• [The task]: Would you copy each line of the data below that has "debug"?

• [Exercise inputs]:
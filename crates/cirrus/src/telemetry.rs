//! Tracing subscriber setup for the `cirrus` binary.

use tracing_subscriber::{EnvFilter, layer::SubscriberExt, util::SubscriberInitExt};

/// Initialize console logging.
///
/// `RUST_LOG` wins when set; otherwise `verbose` selects debug output for
/// the cirrus crates.
pub fn init_tracing(verbose: bool) {
    let fallback = if verbose {
        "info,cirrus=debug,cirrus_storage=debug,cirrus_cache=debug"
    } else {
        "info"
    };
    let env_filter =
        EnvFilter::try_from_default_env().unwrap_or_else(|_| EnvFilter::new(fallback));

    tracing_subscriber::registry()
        .with(env_filter)
        .with(tracing_subscriber::fmt::layer().with_target(false))
        .init();
}
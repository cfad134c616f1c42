//! Agent module - provider sessions and their turn loop
//!
//! A [`ProviderSession`] holds one conversation with a chat backend and
//! drives it one user turn at a time:
//!
//! - Trimming history and building the request for the backend family
//! - Streaming the reply to an [`OutputSink`] as it arrives
//! - Executing tool calls, native or written as text directives, and
//!   feeding results back until the model answers in plain text
//! - Reporting context usage after every turn
//!
//! # Architecture
//!
//! ```text
//! ┌─────────────┐     ┌─────────────────┐     ┌───────────────┐
//! │  send_input │────>│ ProviderSession │────>│ ChatTransport │
//! └─────────────┘     │   (turn loop)   │     │  (SSE bytes)  │
//!                     └─────────────────┘     └───────────────┘
//!                        │       │     │
//!                        ▼       ▼     ▼
//!              ┌──────────┐ ┌────────┐ ┌───────────────────┐
//!              │OutputSink│ │  Tool  │ │ ToolGroupRegistry │
//!              │          │ │Executor│ │  (active schemas) │
//!              └──────────┘ └────────┘ └───────────────────┘
//! ```
//!
//! # Example
//!
//! ```rust,ignore
//! use std::sync::Arc;
//! use mirrorclaw::agent::{NullSink, ProviderSession, SessionSettings};
//! use mirrorclaw::providers::{HttpTransport, ProviderKind};
//! use mirrorclaw::tools::ToolGroupRegistry;
//!
//! async fn run(executor: Arc<dyn mirrorclaw::tools::ToolExecutor>) {
//!     let settings = SessionSettings::for_kind(ProviderKind::Ollama);
//!     let transport = HttpTransport::new(settings.kind, None, None).unwrap();
//!     let registry = Arc::new(ToolGroupRegistry::new(Vec::new(), 15));
//!     let session = ProviderSession::new(
//!         settings,
//!         Arc::new(transport),
//!         executor,
//!         registry,
//!         Arc::new(NullSink),
//!     );
//!
//!     session.start().await;
//!     let outcome = session.send_input("What's on my screen?", None).await.unwrap();
//!     println!("{:?}", outcome);
//! }
//! ```

mod context;
mod r#loop;
mod sink;

pub use context::{tool_followup, tool_instructions, ContextBuilder, DEFAULT_SYSTEM_PROMPT};
pub use r#loop::{ProviderSession, SessionSettings, TurnOutcome};
pub use sink::{ChannelSink, NullSink, OutputSink, SessionEvent};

• [Reply]:
/// `RUST_LOG` wins when set; otherwise `verbose` selects debug output for
        "info,cirrus=debug,cirrus_storage=debug,cirrus_cache=debug"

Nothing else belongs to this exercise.